The nuns of this era take her in and get her dressed up, only to task her to do chores. Cirrus appears, climbing a tree, and reveals that Nunez is a gargoyle. Okay. Avryll learns of a Sword of Immortal’s Bane, which can somehow get her back to her time. The only problem is, it belongs to someone named Zachary, a Cytherean believed dead.
Nunez, functionally immortal, has become a Confederate general, and is still inexplicably pursuing Avryll. She joins minor character Meghan as a Union doctor, Cirrus and Meghan make out, Nunez’s Confederate gargoyle forces attack.
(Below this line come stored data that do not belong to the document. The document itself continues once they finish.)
use serde::{Deserialize, Serialize};

use super::ApiMethod;
use crate::input_file::InputFile;
use crate::params::is_false;
use crate::types::WebhookInfo;
use crate::update::Update;
use crate::Params;

/// `getUpdates`: long polling.
#[derive(Debug, Clone, Default, PartialEq, Eq, Serialize, Deserialize, Params)]
pub struct GetUpdates {
    /// First update to return: one more than the highest id already handled.
    #[serde(default, skip_serializing_if = "Option::is_none")]
    pub offset: Option<i64>,
    /// Maximum number of updates, 1-100.
    #[serde(default, skip_serializing_if = "Option::is_none")]
    pub limit: Option<u32>,
    /// Long polling timeout in seconds; 0 means short polling.
    #[serde(default, skip_serializing_if = "Option::is_none")]
    pub timeout: Option<u32>,
    /// Kinds to receive; empty keeps the previous setting.
    #[serde(default, skip_serializing_if = "Vec::is_empty")]
    pub allowed_updates: Vec<String>,
}

impl ApiMethod for GetUpdates {
    const NAME: &'static str = "getUpdates";
    type Output = Vec<Update>;
}

/// `setWebhook`: push delivery to an HTTPS URL.
#[derive(Debug, Clone, Default, PartialEq, Eq, Serialize, Deserialize, Params)]
pub struct SetWebhook {
    pub url: String,
    /// Public key certificate for self-signed setups.
    #[serde(default, skip_serializing_if = "Option::is_none")]
    pub certificate: Option<InputFile>,
    /// Fixed IP address used instead of DNS resolution.
    #[serde(default, skip_serializing_if = "Option::is_none")]
    pub ip_address: Option<String>,
    /// Maximum simultaneous HTTPS connections, 1-100.
    #[serde(default, skip_serializing_if = "Option::is_none")]
    pub max_connections: Option<u32>,
    #[serde(default, skip_serializing_if = "Vec::is_empty")]
    pub allowed_updates: Vec<String>,
    #[serde(default, skip_serializing_if = "is_false")]
    pub drop_pending_updates: bool,
    /// Sent back in the `X-Telegram-Bot-Api-Secret-Token` header of every push.
    #[serde(default, skip_serializing_if = "Option::is_none")]
    pub secret_token: Option<String>,
}

impl SetWebhook {
    pub fn new(url: impl Into<String>) -> Self {
        Self {
            url: url.into(),
            ..Self::default()
        }
    }
}

impl ApiMethod for SetWebhook {
    const NAME: &'static str = "setWebhook";
    type Output = bool;
}

/// `deleteWebhook`: switch back to long polling.
#[derive(Debug, Clone, Default, PartialEq, Eq, Serialize, Deserialize, Params)]
pub struct DeleteWebhook {
    #[serde(default, skip_serializing_if = "is_false")]
    pub drop_pending_updates: bool,
}

impl ApiMethod for DeleteWebhook {
    const NAME: &'static str = "deleteWebhook";
    type Output = bool;
}

/// `getWebhookInfo`.
#[derive(Debug, Clone, Default, PartialEq, Eq, Serialize, Deserialize, Params)]
pub struct GetWebhookInfo {}

impl ApiMethod for GetWebhookInfo {
    const NAME: &'static str = "getWebhookInfo";
    type Output = WebhookInfo;
}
Avryll escapes to Cythera, and Vincent and Cirrus protect her from invading gargoyles. Unable to kill Avryll, Nunez teleports her to the desert. This kicks off…
6. The wild west
Avryll is promptly attacked by what might be the most racist Native American stereotypes conceived of in the 21st century, with such names as “Hunting Owl” and “Panther Rose”. I cannot overstate how deeply uncomfortable this segment is–how little I wanted to read the phrase “Your scalp will decorate the inside of my wigwam”.
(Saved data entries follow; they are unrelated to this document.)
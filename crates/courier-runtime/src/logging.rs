//! Logging setup on `tracing-subscriber`.
//!
//! ```rust,no_run
//! use courier_runtime::logging::{LoggingBuilder, SpanEvents};
//!
//! LoggingBuilder::new()
//!     .directive("courier_transport=debug")
//!     .span_events(SpanEvents::LIFECYCLE)
//!     .init();
//! ```
//!
//! Each routed update runs inside an `update` span carrying its id and kind,
//! so [`SpanEvents::LIFECYCLE`] shows when handling of an update starts and
//! ends.

use std::ffi::OsStr;
use std::path::{Path, PathBuf};

use tracing::warn;
use tracing_subscriber::fmt::format::FmtSpan;
use tracing_subscriber::prelude::*;
use tracing_subscriber::util::TryInitError;
use tracing_subscriber::{EnvFilter, fmt};

use crate::config::{LogFormat, LogOutput, LoggingConfig, SpanEventConfig};

/// Which span lifecycle events are logged.
#[derive(Debug, Clone, Copy, Default, PartialEq, Eq)]
pub struct SpanEvents {
    pub new: bool,
    pub enter: bool,
    pub exit: bool,
    pub close: bool,
}

impl SpanEvents {
    pub const NONE: Self = Self {
        new: false,
        enter: false,
        exit: false,
        close: false,
    };

    /// Creation and close only.
    pub const LIFECYCLE: Self = Self {
        new: true,
        enter: false,
        exit: false,
        close: true,
    };

    pub const FULL: Self = Self {
        new: true,
        enter: true,
        exit: true,
        close: true,
    };

    fn to_fmt_span(self) -> FmtSpan {
        let mut span = FmtSpan::NONE;
        if self.new {
            span |= FmtSpan::NEW;
        }
        if self.enter {
            span |= FmtSpan::ENTER;
        }
        if self.exit {
            span |= FmtSpan::EXIT;
        }
        if self.close {
            span |= FmtSpan::CLOSE;
        }
        span
    }
}

impl From<&SpanEventConfig> for SpanEvents {
    fn from(config: &SpanEventConfig) -> Self {
        Self {
            new: config.new,
            enter: config.enter,
            exit: config.exit,
            close: config.close,
        }
    }
}

/// Initializes logging from configuration.
///
/// Does nothing when a global subscriber is already installed.
pub fn init_from_config(config: &LoggingConfig) {
    let _ = LoggingBuilder::from_config(config).try_init();
}

/// Builder for the global subscriber.
pub struct LoggingBuilder {
    directives: Vec<String>,
    level: tracing::Level,
    span_events: SpanEvents,
    format: LogFormat,
    output: LogOutput,
    with_target: bool,
    with_thread_ids: bool,
    with_file: bool,
    with_line_number: bool,
    file_path: Option<PathBuf>,
}

impl Default for LoggingBuilder {
    fn default() -> Self {
        Self::new()
    }
}

impl LoggingBuilder {
    pub fn new() -> Self {
        Self {
            directives: Vec::new(),
            level: tracing::Level::INFO,
            span_events: SpanEvents::NONE,
            format: LogFormat::Compact,
            output: LogOutput::Stdout,
            with_target: true,
            with_thread_ids: false,
            with_file: false,
            with_line_number: false,
            file_path: None,
        }
    }

    pub fn from_config(config: &LoggingConfig) -> Self {
        let mut builder = Self::new()
            .with_level(config.level.to_tracing_level())
            .format(config.format)
            .output(config.output)
            .span_events(SpanEvents::from(&config.span_events))
            .with_thread_ids(config.thread_ids)
            .with_file(config.file_location)
            .with_line_number(config.file_location);
        builder.file_path.clone_from(&config.file_path);

        let mut filters: Vec<_> = config.filters.iter().collect();
        filters.sort_by(|a, b| a.0.cmp(b.0));
        for (target, level) in filters {
            builder = builder.directive(&format!("{target}={level}"));
        }
        builder
    }

    pub fn with_level(mut self, level: tracing::Level) -> Self {
        self.level = level;
        self
    }

    /// Adds a filter directive such as `courier_framework=trace`.
    pub fn directive(mut self, directive: &str) -> Self {
        self.directives.push(directive.to_string());
        self
    }

    pub fn span_events(mut self, events: SpanEvents) -> Self {
        self.span_events = events;
        self
    }

    pub fn format(mut self, format: LogFormat) -> Self {
        self.format = format;
        self
    }

    pub fn output(mut self, output: LogOutput) -> Self {
        self.output = output;
        self
    }

    pub fn with_target(mut self, enabled: bool) -> Self {
        self.with_target = enabled;
        self
    }

    pub fn with_thread_ids(mut self, enabled: bool) -> Self {
        self.with_thread_ids = enabled;
        self
    }

    pub fn with_file(mut self, enabled: bool) -> Self {
        self.with_file = enabled;
        self
    }

    pub fn with_line_number(mut self, enabled: bool) -> Self {
        self.with_line_number = enabled;
        self
    }

    pub fn file_path(mut self, path: impl Into<PathBuf>) -> Self {
        self.file_path = Some(path.into());
        self
    }

    /// `RUST_LOG` wins over the configured level; directives are added on top.
    fn build_filter(&self) -> EnvFilter {
        let base = self.level.to_string().to_lowercase();
        let mut filter = EnvFilter::try_from_default_env().unwrap_or_else(|_| EnvFilter::new(&base));

        for directive in &self.directives {
            match directive.parse() {
                Ok(d) => filter = filter.add_directive(d),
                Err(e) => eprintln!("Ignoring invalid log directive '{directive}': {e}"),
            }
        }
        filter
    }

    /// Installs the subscriber, panicking on nothing.
    pub fn init(self) {
        let _ = self.try_init();
    }

    /// Installs the subscriber; fails if one is already installed.
    pub fn try_init(self) -> Result<(), TryInitError> {
        let filter = self.build_filter();
        let span_events = self.span_events.to_fmt_span();

        macro_rules! configure_layer {
            ($layer:expr) => {
                $layer
                    .with_span_events(span_events.clone())
                    .with_target(self.with_target)
                    .with_thread_ids(self.with_thread_ids)
                    .with_file(self.with_file)
                    .with_line_number(self.with_line_number)
            };
        }

        macro_rules! init_with_writer {
            ($writer:expr) => {
                match self.format {
                    #[cfg(feature = "json-log")]
                    LogFormat::Json => tracing_subscriber::registry()
                        .with(configure_layer!(fmt::layer().json().with_writer($writer)))
                        .with(filter)
                        .try_init(),
                    #[cfg(not(feature = "json-log"))]
                    LogFormat::Json => {
                        eprintln!("JSON log format requires the json-log feature, using compact");
                        tracing_subscriber::registry()
                            .with(configure_layer!(fmt::layer().compact().with_writer($writer)))
                            .with(filter)
                            .try_init()
                    }
                    LogFormat::Compact => tracing_subscriber::registry()
                        .with(configure_layer!(fmt::layer().compact().with_writer($writer)))
                        .with(filter)
                        .try_init(),
                    LogFormat::Full => tracing_subscriber::registry()
                        .with(configure_layer!(fmt::layer().with_writer($writer)))
                        .with(filter)
                        .try_init(),
                    LogFormat::Pretty => tracing_subscriber::registry()
                        .with(configure_layer!(fmt::layer().pretty().with_writer($writer)))
                        .with(filter)
                        .try_init(),
                }
            };
        }

        match self.output {
            LogOutput::Stdout => init_with_writer!(std::io::stdout),
            LogOutput::Stderr => init_with_writer!(std::io::stderr),
            LogOutput::File => match self.file_path.clone() {
                Some(path) => {
                    let appender = tracing_appender::rolling::never(
                        path.parent().unwrap_or_else(|| Path::new(".")),
                        path.file_name().unwrap_or_else(|| OsStr::new("courier.log")),
                    );
                    init_with_writer!(appender)
                }
                None => {
                    let result = init_with_writer!(std::io::stdout);
                    warn!("File output requested without a file path, logging to stdout");
                    result
                }
            },
        }
    }
}

#[cfg(test)]
mod tests {
    use std::collections::HashMap;

    use super::*;
    use crate::config::LogLevel;

    #[test]
    fn span_event_flags() {
        assert_eq!(SpanEvents::NONE.to_fmt_span(), FmtSpan::NONE);
        let lifecycle = SpanEvents::LIFECYCLE.to_fmt_span();
        assert_eq!(lifecycle, FmtSpan::NEW | FmtSpan::CLOSE);
    }

    #[test]
    fn from_config_collects_filters_in_order() {
        let config = LoggingConfig {
            level: LogLevel::Warn,
            filters: HashMap::from([
                ("courier_transport".to_string(), LogLevel::Trace),
                ("courier_framework".to_string(), LogLevel::Debug),
            ]),
            file_location: true,
            ..LoggingConfig::default()
        };

        let builder = LoggingBuilder::from_config(&config);
        assert_eq!(builder.level, tracing::Level::WARN);
        assert_eq!(
            builder.directives,
            vec!["courier_framework=debug", "courier_transport=trace"]
        );
        assert!(builder.with_file && builder.with_line_number);
    }

    #[test]
    fn second_init_does_not_panic() {
        LoggingBuilder::new().init();
        let result = LoggingBuilder::new().output(LogOutput::Stderr).try_init();
        assert!(result.is_err());
    }
}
Panther Rose is the chief’s daughter, and captures Avryll, and takes her to her father, Pela Rose. While awaiting trial, almost the entire tribe is gunned down by a group of cowboys, led by a man named Fletcher. They’re looking for a “totem charm”. Panther Rose, having survived the onslaught, surrenders the charm–it’s a ring that “makes anything you touch afflicted with fierce amnesia”. J says this comes back at some point, but I do not believe them.
Despite not liking or trusting them, Avryll agrees to accompany the cowboys by train to California. At the train bar, she gets drinks with Fletcher and wakes up with a hangover.
In California, Avryll helps the cowboys do cowboy stuff and Fletcher makes a pass at her. They kiss, but Avryll isn’t 100% into it.
One day, they’re attacked by cattle rustlers. In the fray, Avryll finds the Sword of Immortal’s Bane. This (apparently) means that Fletcher is the one who let the Gargoyles almost kill her back in Louisiana. Somehow this also means he’s in league with Nunez. But Fletcher renounced Nunez because Avryll was too beautiful.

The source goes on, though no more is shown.